The current 5100.1, .2, and .3 say PWG Draft Standard, because they have
gone through their first Last Call, but have not had interoperability
The Media Standard is silent, so the Media standard looks like it is a PWG
Standard, though no interoperability tests have taken place.
Anyway, the IPPFAX and PDF/is documents are ready for a Last Call. We're
just not sure what to call the specifications before the Last Call is
PWG Working Drafts to become a PWG Proposed Standard
or versions of a PWG Proposed Standard to become a PWG Draft Standard.
Several people ought to take over the PWG Process document and work together
after we agree as to how many steps and Last Calls we want.
From: Gail Songer [mailto:gsonger at peerless.com]
Sent: Monday, December 09, 2002 13:43
To: pwg-announce at pwg.org
Subject: PWG-ANNOUNCE> IPPFax Working Group Last Call for "PDF
Image-Streamable Format - PDF/is" and "IPPFAX/1.0 Protocol" to move to
The last "Last Call" incorrectly requested that the two documents in
question be moved to DRAFT. They instead should be moved to PROPOSED.
The modified "Last Call" is attached.
Do NOT send comments by a Reply-All to this email. Instead, send comments
to the ifx at pwg.org DL (to which you must be subscribed).
This is a working group Last Call to move the specifications "PDF
Image-Streamable Format - PDF/is" and "IPPFAX/1.0 Protocol" to Proposed.
PDF and Word versions of the drafts are posted at the pwg web site as:
The Last Call notice follows:
This is a formal request for final within the IPPFax Working Group in order
to move two documents to Proposed Standard. These documents are "PDF
Image-Streamable Format - PDF/is" and the "IPPFAX/1.0 Protocol". These are
IPP Working Group products, which have been discussed since early 2001. It
is the intent, once all comments have been address, to progress these
documents to Proposed Standard.
Last Calls are for a minimum of 2 weeks. The period for the Working Group
comments will close on Dec 20, 2002(US Pacific time reference).

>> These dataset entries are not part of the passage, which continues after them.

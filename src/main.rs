use std::fs::{self, File};
use std::io::{self, Read};
use std::process::ExitCode;

use clap::Parser;
use tracing::error;

use plate_planner_rs::cli::{Cli, Command, PlanArgs};
use plate_planner_rs::config::PlannerConfig;
use plate_planner_rs::error::{PlanError, PlannerError, Result};
use plate_planner_rs::interface::{write_error, write_feasible_csv, write_json, SectionsResponse};
use plate_planner_rs::models::PlanRequest;
use plate_planner_rs::service::PlanService;
use plate_planner_rs::telemetry;

fn main() -> ExitCode {
    match run() {
        Ok(code) => code,
        Err(e) => {
            error!(error = %e, "plate_planner failed");
            eprintln!("Error: {}", e);
            ExitCode::from(1)
        }
    }
}

fn run() -> Result<ExitCode> {
    let cli = Cli::parse();

    let mut config = PlannerConfig::load(cli.config.as_deref())?;
    cli.apply_to(&mut config);
    telemetry::init(&config.logging.level, cli.verbose)?;

    let outcome = match &cli.command {
        Command::Plan(args) => cmd_plan(&mut config, args),
        Command::Sections { hall, meal } => cmd_sections(&config, hall, meal),
        Command::Explore { plan, output } => cmd_explore(&mut config, plan, output.as_deref()),
    };

    match outcome {
        Ok(()) => Ok(ExitCode::SUCCESS),
        Err(PlannerError::Plan(e)) => {
            write_error(&mut io::stdout().lock(), &e)?;
            Ok(exit_code(&e))
        }
        Err(e) => Err(e),
    }
}

/// 4xx → 4, 5xx → 5.
fn exit_code(err: &PlanError) -> ExitCode {
    ExitCode::from((err.status() / 100) as u8)
}

fn read_request(source: &str) -> Result<PlanRequest> {
    let body = if source == "-" {
        let mut buf = String::new();
        io::stdin().read_to_string(&mut buf)?;
        buf
    } else {
        fs::read_to_string(source)?
    };
    Ok(PlanRequest::from_json(&body)?)
}

fn cmd_plan(config: &mut PlannerConfig, args: &PlanArgs) -> Result<()> {
    args.apply_to(config);
    let request = read_request(&args.request)?;
    let service = PlanService::from_config(config)?;

    let outcome = service.plan(&request)?;
    write_json(&mut io::stdout().lock(), &outcome.response)
}

fn cmd_sections(config: &PlannerConfig, hall: &str, meal: &str) -> Result<()> {
    let service = PlanService::from_config(config)?;
    let sections = service.sections(hall, meal)?;
    write_json(&mut io::stdout().lock(), &SectionsResponse { sections: &sections })
}

fn cmd_explore(config: &mut PlannerConfig, args: &PlanArgs, output: Option<&std::path::Path>) -> Result<()> {
    args.apply_to(config);
    let request = read_request(&args.request)?;
    let service = PlanService::from_config(config)?;

    let exploration = service.explore(&request)?;
    match output {
        Some(path) => write_feasible_csv(File::create(path)?, &exploration),
        None => write_feasible_csv(io::stdout().lock(), &exploration),
    }
}
//! Python structural extractor

use arbor_core::{CodeNode, EdgeType, Lang, NodeType};
use tree_sitter::Node;

use super::{PendingRef, build_node};
use crate::registry::{node_text, start_line};

pub fn extract(
    root: Node<'_>,
    source: &str,
    file_path: &str,
) -> (Vec<CodeNode>, Vec<PendingRef>) {
    let mut nodes = Vec::new();
    let mut refs = Vec::new();
    walk(root, source, file_path, None, false, &mut nodes, &mut refs);
    collect_module_variables(root, source, file_path, &mut nodes);
    (nodes, refs)
}

/// Module-level `NAME = value` assignments become variable nodes. Only
/// direct children of the module count; function and class bodies are
/// scoped.
fn collect_module_variables(
    root: Node<'_>,
    source: &str,
    file_path: &str,
    nodes: &mut Vec<CodeNode>,
) {
    let mut cursor = root.walk();
    for child in root.named_children(&mut cursor) {
        if child.kind() != "expression_statement" {
            continue;
        }
        let Some(assignment) = child.named_child(0) else {
            continue;
        };
        if assignment.kind() != "assignment" {
            continue;
        }
        let Some(left) = assignment.child_by_field_name("left") else {
            continue;
        };
        if left.kind() != "identifier" {
            continue;
        }
        let name = node_text(left, source);
        nodes.push(build_node(
            format!("{file_path}::{name}"),
            name,
            NodeType::Variable,
            Lang::Python,
            file_path,
            child,
            source,
        ));
    }
}

fn walk(
    node: Node<'_>,
    source: &str,
    file_path: &str,
    class_name: Option<&str>,
    in_function: bool,
    nodes: &mut Vec<CodeNode>,
    refs: &mut Vec<PendingRef>,
) {
    let mut cursor = node.walk();
    for child in node.named_children(&mut cursor) {
        match child.kind() {
            "decorated_definition" => {
                if let Some(def) = child.child_by_field_name("definition") {
                    handle_definition(
                        def,
                        source,
                        file_path,
                        class_name,
                        in_function,
                        nodes,
                        refs,
                    );
                }
            }
            "function_definition" | "class_definition" => {
                handle_definition(
                    child,
                    source,
                    file_path,
                    class_name,
                    in_function,
                    nodes,
                    refs,
                );
            }
            "import_statement" => {
                let mut import_cursor = child.walk();
                for spec in child.named_children(&mut import_cursor) {
                    let module = match spec.kind() {
                        "dotted_name" => node_text(spec, source).to_string(),
                        "aliased_import" => spec
                            .child_by_field_name("name")
                            .map(|n| node_text(n, source).to_string())
                            .unwrap_or_default(),
                        _ => continue,
                    };
                    if !module.is_empty() {
                        push_import(child, &module, source, file_path, nodes, refs);
                    }
                }
            }
            "import_from_statement" => {
                if let Some(module) = child.child_by_field_name("module_name") {
                    let module = node_text(module, source).to_string();
                    push_import(child, &module, source, file_path, nodes, refs);
                }
            }
            _ => {
                walk(
                    child,
                    source,
                    file_path,
                    class_name,
                    in_function,
                    nodes,
                    refs,
                );
            }
        }
    }
}

fn handle_definition(
    def: Node<'_>,
    source: &str,
    file_path: &str,
    class_name: Option<&str>,
    in_function: bool,
    nodes: &mut Vec<CodeNode>,
    refs: &mut Vec<PendingRef>,
) {
    let Some(name_node) = def.child_by_field_name("name") else {
        return;
    };
    let name = node_text(name_node, source);
    match def.kind() {
        "class_definition" => {
            let id = format!("{file_path}::{name}");
            nodes.push(build_node(
                id.clone(),
                name,
                NodeType::Class,
                Lang::Python,
                file_path,
                def,
                source,
            ));
            if let Some(supers) = def.child_by_field_name("superclasses") {
                let mut cursor = supers.walk();
                for base in supers.named_children(&mut cursor) {
                    if matches!(base.kind(), "identifier" | "attribute") {
                        refs.push(PendingRef {
                            from_id: id.clone(),
                            target: node_text(base, source).to_string(),
                            edge_type: EdgeType::Extends,
                        });
                    }
                }
            }
            if let Some(body) = def.child_by_field_name("body") {
                walk(body, source, file_path, Some(name), false, nodes, refs);
            }
        }
        "function_definition" => {
            let (id, node_type) = if let Some(class) = class_name {
                (format!("{file_path}::{class}.{name}"), NodeType::Method)
            } else if in_function {
                let row = start_line(def);
                (
                    format!("{file_path}::method_{name}_{row}"),
                    NodeType::Function,
                )
            } else {
                (format!("{file_path}::{name}"), NodeType::Function)
            };
            nodes.push(build_node(
                id,
                name,
                node_type,
                Lang::Python,
                file_path,
                def,
                source,
            ));
            if let Some(body) = def.child_by_field_name("body") {
                walk(body, source, file_path, None, true, nodes, refs);
            }
        }
        _ => {}
    }
}

fn push_import(
    stmt: Node<'_>,
    module: &str,
    source: &str,
    file_path: &str,
    nodes: &mut Vec<CodeNode>,
    refs: &mut Vec<PendingRef>,
) {
    let row = start_line(stmt);
    let id = format!("{file_path}::import_{row}");
    nodes.push(build_node(
        id.clone(),
        module,
        NodeType::Import,
        Lang::Python,
        file_path,
        stmt,
        source,
    ));
    refs.push(PendingRef {
        from_id: id,
        target: module.to_string(),
        edge_type: EdgeType::Imports,
    });
}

The relevant documents are:
Title : IPPFAX/1.0 Protocol
Author(s) : Thomas N. Hastings, Ira McDonald, Paul
Moore, Gail Songer, John Pulera, Rick Seeler
Pages : 69
Date : 22 Nov 2002
IPPFAX is used to provide a synchronous, reliable exchange of image
Documents between clients and servers. The primary use envisaged of this
protocol is to provide a synchronous image transmission service for the
Internet. Contrast this with the Internet FAX protocol specified in
[RFC2305] and [RFC2532] that uses the SMTP mail protocol as a transport.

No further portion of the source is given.